By J
14/10/2010

The Housing Corporation is dead! Long live the Housing Corporation!

So, we’ve now got the results of the “bonfire of the Quangos” (full list available here). For housing practitioners, the main points to note are:

(1) Audit Commission – disband and transfer audit functions into private ownership;

(2) Homes and Communities Agency – retain and reform into a smaller body dealing with investment. It will take on the regulation of social housing from the TSA. In London, functions will be devolved to the Mayor;

(3) Leasehold Advisory Service (LEASE) – work towards merger with a specialist advice service

(4) National Tenant Voice – abolish body and function

(5) Rent Assessment Panels / RPTS – merge into the Tribunal service;

(6) Standards Board for England – abolish body and functions;

(7) TSA – abolish body, functions to pass to HCA. Reduce focus on consumer regulation;

(8) Agricultural Dwelling House Advisory Committee – abolish body and functions;

(9) Agricultural Land Tribunal – consider merger into Tribunal service;

(10) Land Registry – retain but reform, with increased involvement from the private sector.

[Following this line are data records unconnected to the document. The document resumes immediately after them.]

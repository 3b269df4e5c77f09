//! Randomized round generation.
//!
//! Rounds are biased so that a genuine, non-trivial optimum exists: a
//! cluster of items jittered around one base vector competes against
//! scattered items, and the compatibility threshold is high enough that
//! taking everything fails.
//!
//! All randomness flows through an explicit RNG, so tests can seed it.

mod config;
mod runner;

pub use config::GeneratorConfig;
pub use runner::{create_rng, ItemGenerator};
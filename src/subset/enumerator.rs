//! Bitmask subset iteration.

use std::ops::Range;

/// Largest sequence a `u64` mask can enumerate.
pub const MAX_ITEMS: usize = 63;

/// Item count above which exhaustive search is considered impractical.
pub const RECOMMENDED_MAX_ITEMS: usize = 20;

/// A non-empty subset of a borrowed sequence, encoded by its mask.
///
/// Members are yielded in original sequence order.
#[derive(Debug)]
pub struct Subset<'a, T> {
    items: &'a [T],
    mask: u64,
}

impl<T> Clone for Subset<'_, T> {
    fn clone(&self) -> Self {
        *self
    }
}

impl<T> Copy for Subset<'_, T> {}

impl<'a, T> Subset<'a, T> {
    /// Builds the subset selected by `mask`.
    ///
    /// Bits at or above `items.len()` are ignored.
    pub fn from_mask(items: &'a [T], mask: u64) -> Self {
        let usable = if items.len() >= 64 {
            u64::MAX
        } else {
            (1u64 << items.len()) - 1
        };
        Self {
            items,
            mask: mask & usable,
        }
    }

    /// The membership bitmask.
    pub fn mask(&self) -> u64 {
        self.mask
    }

    /// Number of members.
    pub fn len(&self) -> usize {
        self.mask.count_ones() as usize
    }

    /// Whether the subset has no members (only for a zero mask).
    pub fn is_empty(&self) -> bool {
        self.mask == 0
    }

    /// Whether the item at `index` is a member.
    pub fn contains(&self, index: usize) -> bool {
        index < 64 && self.mask & (1u64 << index) != 0
    }

    /// Positions of the members, ascending.
    ///
    /// Only the first 64 positions are addressable by the mask.
    pub fn indices(&self) -> impl Iterator<Item = usize> + 'a {
        let mask = self.mask;
        (0..self.items.len().min(64)).filter(move |&j| mask & (1u64 << j) != 0)
    }

    /// Members in original order.
    pub fn members(&self) -> impl Iterator<Item = &'a T> + 'a {
        let items = self.items;
        self.indices().map(move |j| &items[j])
    }

    /// Collects the members.
    pub fn to_vec(&self) -> Vec<&'a T> {
        self.members().collect()
    }
}

/// Iterator over the non-empty subsets of a sequence in increasing mask order.
///
/// Holds no state beyond its cursor; two enumerators over the same input
/// yield identical sequences.
///
/// # Examples
///
/// ```
/// use u_knapsack::subset::SubsetEnumerator;
///
/// let items = ["a", "b", "c"];
/// let masks: Vec<u64> = SubsetEnumerator::new(&items).map(|s| s.mask()).collect();
/// assert_eq!(masks, vec![1, 2, 3, 4, 5, 6, 7]);
/// ```
#[derive(Debug, Clone)]
pub struct SubsetEnumerator<'a, T> {
    items: &'a [T],
    next: u64,
    end: u64,
}

impl<'a, T> SubsetEnumerator<'a, T> {
    /// Enumerates every non-empty subset of `items`.
    ///
    /// # Panics
    /// Panics if `items.len()` exceeds [`MAX_ITEMS`].
    pub fn new(items: &'a [T]) -> Self {
        let full = Self::full_range(items.len());
        Self::with_range(items, full)
    }

    /// Enumerates only the masks in `range`, clipped to the valid mask range.
    ///
    /// Used to partition the search space across workers.
    ///
    /// # Panics
    /// Panics if `items.len()` exceeds [`MAX_ITEMS`].
    pub fn with_range(items: &'a [T], range: Range<u64>) -> Self {
        let full = Self::full_range(items.len());
        let next = range.start.max(full.start);
        let end = range.end.min(full.end);
        Self {
            items,
            next,
            end: end.max(next),
        }
    }

    /// Mask range `1..2^n` covering all non-empty subsets of `n` items.
    ///
    /// # Panics
    /// Panics if `n` exceeds [`MAX_ITEMS`].
    pub fn full_range(n: usize) -> Range<u64> {
        assert!(
            n <= MAX_ITEMS,
            "cannot enumerate subsets of {n} items (limit {MAX_ITEMS})"
        );
        1..(1u64 << n)
    }

    /// Number of non-empty subsets of `n` items: `2^n - 1`.
    pub fn subset_count(n: usize) -> u64 {
        let range = Self::full_range(n);
        range.end - range.start
    }

    /// Masks not yet yielded.
    pub fn remaining(&self) -> u64 {
        self.end - self.next
    }
}

impl<'a, T> Iterator for SubsetEnumerator<'a, T> {
    type Item = Subset<'a, T>;

    fn next(&mut self) -> Option<Self::Item> {
        if self.next >= self.end {
            return None;
        }
        let mask = self.next;
        self.next += 1;
        Some(Subset {
            items: self.items,
            mask,
        })
    }

    fn size_hint(&self) -> (usize, Option<usize>) {
        match usize::try_from(self.remaining()) {
            Ok(n) => (n, Some(n)),
            Err(_) => (usize::MAX, None),
        }
    }
}

#[cfg(test)]
mod tests {
    use super::*;
    use std::collections::HashSet;

    #[test]
    fn test_empty_sequence() {
        let items: [u8; 0] = [];
        assert_eq!(SubsetEnumerator::new(&items).count(), 0);
        assert_eq!(SubsetEnumerator::<u8>::subset_count(0), 0);
    }

    #[test]
    fn test_counts_and_uniqueness() {
        for n in 1..=10 {
            let items: Vec<usize> = (0..n).collect();
            let masks: Vec<u64> = SubsetEnumerator::new(&items).map(|s| s.mask()).collect();
            assert_eq!(masks.len() as u64, (1u64 << n) - 1);

            let unique: HashSet<u64> = masks.iter().copied().collect();
            assert_eq!(unique.len(), masks.len());
            assert!(masks.iter().all(|&m| m >= 1 && m < (1u64 << n)));
            assert!(masks.windows(2).all(|w| w[0] < w[1]));
        }
    }

    #[test]
    fn test_members_preserve_order() {
        let items = ["a", "b", "c", "d"];
        let subset = Subset::from_mask(&items, 0b1011);
        assert_eq!(subset.to_vec(), vec![&"a", &"b", &"d"]);
        assert_eq!(subset.indices().collect::<Vec<_>>(), vec![0, 1, 3]);
        assert_eq!(subset.len(), 3);
        assert!(subset.contains(3));
        assert!(!subset.contains(2));
    }

    #[test]
    fn test_membership_covers_power_set() {
        let items = [10, 20, 30];
        let sets: HashSet<Vec<i32>> = SubsetEnumerator::new(&items)
            .map(|s| s.members().copied().collect())
            .collect();

        let expected: HashSet<Vec<i32>> = [
            vec![10],
            vec![20],
            vec![10, 20],
            vec![30],
            vec![10, 30],
            vec![20, 30],
            vec![10, 20, 30],
        ]
        .into_iter()
        .collect();
        assert_eq!(sets, expected);
    }

    #[test]
    fn test_restartable() {
        let items = [1, 2, 3, 4];
        let first: Vec<u64> = SubsetEnumerator::new(&items).map(|s| s.mask()).collect();
        let second: Vec<u64> = SubsetEnumerator::new(&items).map(|s| s.mask()).collect();
        assert_eq!(first, second);
    }

    #[test]
    fn test_ranges_partition_full_space() {
        let items: Vec<u8> = (0..7).collect();
        let full: Vec<u64> = SubsetEnumerator::new(&items).map(|s| s.mask()).collect();

        let mut stitched = Vec::new();
        let mut start = 0;
        while start < 128 {
            let end = start + 20;
            stitched.extend(SubsetEnumerator::with_range(&items, start..end).map(|s| s.mask()));
            start = end;
        }
        assert_eq!(stitched, full);
    }

    #[test]
    fn test_range_clipped() {
        let items = [1, 2];
        let masks: Vec<u64> = SubsetEnumerator::with_range(&items, 0..100)
            .map(|s| s.mask())
            .collect();
        assert_eq!(masks, vec![1, 2, 3]);

        let (start, end) = (10, 5);
        let empty = SubsetEnumerator::with_range(&items, start..end);
        assert_eq!(empty.count(), 0);
    }

    #[test]
    fn test_size_hint_exact() {
        let items = [0; 5];
        let mut it = SubsetEnumerator::new(&items);
        assert_eq!(it.size_hint(), (31, Some(31)));
        it.next();
        assert_eq!(it.size_hint(), (30, Some(30)));
    }

    #[test]
    fn test_from_mask_ignores_high_bits() {
        let items = [1, 2];
        let subset = Subset::from_mask(&items, 0b1110);
        assert_eq!(subset.mask(), 0b10);
    }

    #[test]
    fn test_from_mask_on_long_sequence() {
        let items = vec![0u8; 70];
        let subset = Subset::from_mask(&items, 0b101);
        assert_eq!(subset.indices().collect::<Vec<_>>(), vec![0, 2]);
        assert_eq!(subset.members().count(), 2);
        assert_eq!(subset.to_vec().len(), 2);

        let top = Subset::from_mask(&items, 1u64 << 63);
        assert_eq!(top.indices().collect::<Vec<_>>(), vec![63]);
        assert!(!top.contains(64));
    }

    #[test]
    #[should_panic(expected = "cannot enumerate subsets")]
    fn test_too_many_items_panics() {
        let items = vec![0u8; MAX_ITEMS + 1];
        let _ = SubsetEnumerator::new(&items);
    }
}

The big news, obviously, is the demise of the HCA/TSA and the merger of social housing funding and regulation into one body. Up and down the country, people are crying out “Oh Housing Corporation, how we’ve missed you” and, for (b0th of) those people, their wishes have been answered. It does make something of a mockery of the 2008 Act and the work that preceeded it.

I’m also slightly concerned by the idea of devolving these functions to the Mayor in London. Does the Government intend to devolve the regulation of social housing in London to the Mayor (surely not) or just the strategic/funding decisions?

Posted in: Uncategorized
J is a barrister. He considers housing law to be the single greatest kind of law known to humankind and finds it very odd that so few people share this view.

9 Comments

  1. NL

    And for us legal aid people, don’t forget:

    Legal Services Commission No longer an NDPB – Abolish as NDPB – change to Executive Agency , as previously announced

    Reply
    • J

      And, while we’re at it, the abolition of the Legal Services Ombudsman. Given that it only came into effect on October 6, 2010, that’s a pretty rapid demise.

  2. Marcin

    “Land Registry – retain but reform, with increased involvement from the private sector”

    Any details on how they are going to achieve that? The land registry isn’t some sort of random quango, it’s essential to the ownership of land and functioning of the credit system (registration of charges), and it exercises judicial functions.

    Anyway, good to see that the new lot fetishise the private sector just as much as the old lot, without understanding what it is, or what it’s good for.

    Reply
  3. J

    Your guess is as good as mine. Perhaps we can have various – competing – land registries?

    Reply
  4. dave

    There were perfectly sound reasons of policy and principle for the demerger of the funding and regulation functions of the Housing Corporation (see the Cave review). The re-merger makes the whole thing a complete waste of money and risks precisely the sort of problems against which the HC found itself dealing with when it had the combination of functions (remember Ujima anyone?).
    The TSA did some really excellent work, I thought, around regulation for tenants – I don’t agree with co-regulation and nor with principles-based regulation, but their approach to consultation was spot on.
    This re-merger is outrageous, but only pipped by the de-merger of the London functions to Boris, remembering, of course, that most of the RPs (or whatever they will be called – new name required, I suspect) in London are national organisations which will potentially find themselves facing different regulators depending on the location of their stock.
    A thoughtless disaster is my summary.

    Reply
  5. S

    Interesting that the Supreme Court isn’t even listed. I recall reading that its future was at one point under consideration.

    Reply
  6. simplywondered

    the sound of knees jerking. still, it’s easier than giving the matter any real thought, i suppose. not surprised.

    Reply
  7. MarkRay

    J – The Legal Ombudsman opened for business on the 6 Oct and is retained as part of the Legal Services Board. The Legal Services Ombudsman is going. The overlap in the titles might have been a clue to OLSO that it was doomed…

    Reply
    • J

      Yes – a good friend pointed that out to me already. Mea Culpa!